* **Data**:

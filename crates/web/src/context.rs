use tallydesk_core::UserId;

/// Session context for a request (authenticated identity).
///
/// Inserted by the session middleware; present on all dashboard routes.
#[derive(Debug, Clone, PartialEq, Eq)]
pub struct SessionContext {
    user_id: UserId,
    email: String,
}

impl SessionContext {
    pub fn new(user_id: UserId, email: String) -> Self {
        Self { user_id, email }
    }

    pub fn user_id(&self) -> UserId {
        self.user_id
    }

    pub fn email(&self) -> &str {
        &self.email
    }
}
#[cfg(test)]
mod tests {
    use super::*;
    use chrono::NaiveDate;
    use tallydesk_core::{Cents, PLACEHOLDER_IMAGE};

    fn date(s: &str) -> NaiveDate {
        s.parse().unwrap()
    }

    async fn seed_customer(store: &InMemoryStore, name: &str, email: &str) -> CustomerId {
        store
            .create_customer(NewCustomer {
                name: name.to_string(),
                email: email.to_string(),
                image_url: PLACEHOLDER_IMAGE.to_string(),
            })
            .await
            .unwrap()
    }

    #[tokio::test]
    async fn invoice_referencing_missing_customer_is_a_constraint_error() {
        let store = InMemoryStore::new();
        let err = store
            .create_invoice(NewInvoice {
                customer_id: CustomerId::new(),
                amount: Cents::new(1000).unwrap(),
                status: InvoiceStatus::Pending,
                date: date("2026-08-07"),
            })
            .await
            .unwrap_err();
        assert!(matches!(err, StoreError::Constraint(_)));
        assert_eq!(store.invoice_count(), 0);
    }

    #[tokio::test]
    async fn listing_is_newest_first_and_paginated() {
        let store = InMemoryStore::new();
        let customer = seed_customer(&store, "Ada Lovelace", "ada@example.com").await;
        for day in 1..=8u32 {
            store
                .create_invoice(NewInvoice {
                    customer_id: customer,
                    amount: Cents::new(i64::from(day) * 100).unwrap(),
                    status: InvoiceStatus::Pending,
                    date: date(&format!("2026-07-{day:02}")),
                })
                .await
                .unwrap();
        }

        let first = store.list_invoices("", 1).await.unwrap();
        assert_eq!(first.len(), ITEMS_PER_PAGE as usize);
        assert_eq!(first[0].date, date("2026-07-08"));

        let second = store.list_invoices("", 2).await.unwrap();
        assert_eq!(second.len(), 2);
        assert_eq!(store.invoice_pages("").await.unwrap(), 2);
    }

    #[tokio::test]
    async fn filter_matches_customer_and_status_columns() {
        let store = InMemoryStore::new();
        let ada = seed_customer(&store, "Ada Lovelace", "ada@example.com").await;
        let grace = seed_customer(&store, "Grace Hopper", "grace@example.com").await;
        for (customer, status) in [(ada, InvoiceStatus::Paid), (grace, InvoiceStatus::Pending)] {
            store
                .create_invoice(NewInvoice {
                    customer_id: customer,
                    amount: Cents::new(500).unwrap(),
                    status,
                    date: date("2026-08-01"),
                })
                .await
                .unwrap();
        }

        let by_name = store.list_invoices("lovelace", 1).await.unwrap();
        assert_eq!(by_name.len(), 1);
        assert_eq!(by_name[0].name, "Ada Lovelace");

        let by_status = store.list_invoices("paid", 1).await.unwrap();
        assert_eq!(by_status.len(), 1);
        assert_eq!(by_status[0].status, InvoiceStatus::Paid);
    }

    #[tokio::test]
    async fn card_data_totals_split_by_status() {
        let store = InMemoryStore::new();
        let customer = seed_customer(&store, "Ada Lovelace", "ada@example.com").await;
        for (cents, status) in [(1000, InvoiceStatus::Paid), (250, InvoiceStatus::Pending), (750, InvoiceStatus::Paid)] {
            store
                .create_invoice(NewInvoice {
                    customer_id: customer,
                    amount: Cents::new(cents).unwrap(),
                    status,
                    date: date("2026-08-01"),
                })
                .await
                .unwrap();
        }

        let cards = store.card_data().await.unwrap();
        assert_eq!(cards.invoice_count, 3);
        assert_eq!(cards.customer_count, 1);
        assert_eq!(cards.paid_cents, 1750);
        assert_eq!(cards.pending_cents, 250);
    }

    #[tokio::test]
    async fn deleting_a_referenced_customer_is_refused() {
        let store = InMemoryStore::new();
        let customer = seed_customer(&store, "Ada Lovelace", "ada@example.com").await;
        store
            .create_invoice(NewInvoice {
                customer_id: customer,
                amount: Cents::new(100).unwrap(),
                status: InvoiceStatus::Pending,
                date: date("2026-08-01"),
            })
            .await
            .unwrap();

        let err = store.delete_customer(customer).await.unwrap_err();
        assert!(matches!(err, StoreError::Constraint(_)));
        assert!(store.get_customer(customer).await.is_ok());
    }

    #[tokio::test]
    async fn customers_table_aggregates_per_customer() {
        let store = InMemoryStore::new();
        let ada = seed_customer(&store, "Ada Lovelace", "ada@example.com").await;
        seed_customer(&store, "Grace Hopper", "grace@example.com").await;
        store
            .create_invoice(NewInvoice {
                customer_id: ada,
                amount: Cents::new(300).unwrap(),
                status: InvoiceStatus::Pending,
                date: date("2026-08-01"),
            })
            .await
            .unwrap();

        let rows = store.customers_table("").await.unwrap();
        assert_eq!(rows.len(), 2);
        assert_eq!(rows[0].name, "Ada Lovelace");
        assert_eq!(rows[0].total_invoices, 1);
        assert_eq!(rows[0].total_pending_cents, 300);
        assert_eq!(rows[1].total_invoices, 0);
    }
}
//! Monetary amounts in minor units.
//!
//! Amounts are stored as integer cents. Form input arrives as a decimal
//! dollar string ("10.50") and is converted exactly, with no floating-point
//! step.

use serde::{Deserialize, Serialize};

use crate::error::{DomainError, DomainResult};

/// A strictly-positive monetary amount in cents.
#[derive(Debug, Copy, Clone, PartialEq, Eq, PartialOrd, Ord, Hash, Serialize, Deserialize)]
#[serde(transparent)]
pub struct Cents(i64);

impl Cents {
    /// Wrap an amount already expressed in cents.
    ///
    /// Fails unless the amount is strictly positive.
    pub fn new(cents: i64) -> DomainResult<Self> {
        if cents <= 0 {
            return Err(DomainError::validation("amount must be greater than $0"));
        }
        Ok(Self(cents))
    }

    /// Parse a decimal dollar string ("10", "10.5", "10.50") into cents.
    ///
    /// At most two fraction digits are accepted; the result must be strictly
    /// positive.
    pub fn parse_dollars(raw: &str) -> DomainResult<Self> {
        let s = raw.trim();
        let (negative, digits) = match s.strip_prefix('-') {
            Some(rest) => (true, rest),
            None => (false, s),
        };

        let (whole, frac) = match digits.split_once('.') {
            Some((w, f)) => (w, f),
            None => (digits, ""),
        };

        if whole.is_empty() && frac.is_empty() {
            return Err(DomainError::validation("amount is not a number"));
        }
        if !whole.bytes().all(|b| b.is_ascii_digit()) || !frac.bytes().all(|b| b.is_ascii_digit()) {
            return Err(DomainError::validation("amount is not a number"));
        }
        if frac.len() > 2 {
            return Err(DomainError::validation("amount has sub-cent precision"));
        }

        let whole: i64 = if whole.is_empty() {
            0
        } else {
            whole
                .parse()
                .map_err(|_| DomainError::validation("amount out of range"))?
        };
        let frac_cents: i64 = match frac.len() {
            0 => 0,
            1 => frac.parse::<i64>().unwrap_or(0) * 10,
            _ => frac.parse::<i64>().unwrap_or(0),
        };

        let cents = whole
            .checked_mul(100)
            .and_then(|v| v.checked_add(frac_cents))
            .ok_or_else(|| DomainError::validation("amount out of range"))?;

        if negative || cents <= 0 {
            return Err(DomainError::validation("amount must be greater than $0"));
        }
        Ok(Self(cents))
    }

    pub fn get(&self) -> i64 {
        self.0
    }

    /// Render as a decimal dollar string ("10.50"), for form re-population.
    pub fn to_dollars_string(&self) -> String {
        format!("{}.{:02}", self.0 / 100, self.0 % 100)
    }
}

impl core::fmt::Display for Cents {
    fn fmt(&self, f: &mut core::fmt::Formatter<'_>) -> core::fmt::Result {
        write!(f, "${}", self.to_dollars_string())
    }
}

#[cfg(test)]
mod tests {
    use super::*;
    use proptest::prelude::*;

    #[test]
    fn parses_whole_dollars() {
        assert_eq!(Cents::parse_dollars("12").unwrap().get(), 1200);
    }

    #[test]
    fn parses_fraction_digits() {
        assert_eq!(Cents::parse_dollars("10.5").unwrap().get(), 1050);
        assert_eq!(Cents::parse_dollars("10.05").unwrap().get(), 1005);
        assert_eq!(Cents::parse_dollars("0.01").unwrap().get(), 1);
    }

    #[test]
    fn rejects_zero_and_negative() {
        assert!(Cents::parse_dollars("0").is_err());
        assert!(Cents::parse_dollars("0.00").is_err());
        assert!(Cents::parse_dollars("-5").is_err());
    }

    #[test]
    fn rejects_garbage() {
        assert!(Cents::parse_dollars("").is_err());
        assert!(Cents::parse_dollars("abc").is_err());
        assert!(Cents::parse_dollars("1.2.3").is_err());
        assert!(Cents::parse_dollars("10.999").is_err());
    }

    #[test]
    fn renders_dollars() {
        assert_eq!(Cents::new(1050).unwrap().to_dollars_string(), "10.50");
        assert_eq!(Cents::new(7).unwrap().to_dollars_string(), "0.07");
    }

    proptest! {
        /// Property: every positive whole-dollar input converts at exactly
        /// one hundred cents per dollar.
        #[test]
        fn whole_dollars_scale_by_one_hundred(dollars in 1i64..1_000_000i64) {
            let cents = Cents::parse_dollars(&dollars.to_string()).unwrap();
            prop_assert_eq!(cents.get(), dollars * 100);
        }

        /// Property: non-positive inputs never produce an amount.
        #[test]
        fn non_positive_never_parses(dollars in -1_000_000i64..=0i64) {
            prop_assert!(Cents::parse_dollars(&dollars.to_string()).is_err());
        }
    }
}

* **Your instructions**: Filter the entries down to the lines that hold "UserId". Copy those lines.

* **Answer to this problem**:
use tallydesk_core::UserId;
    user_id: UserId,
    pub fn new(user_id: UserId, email: String) -> Self {
    pub fn user_id(&self) -> UserId {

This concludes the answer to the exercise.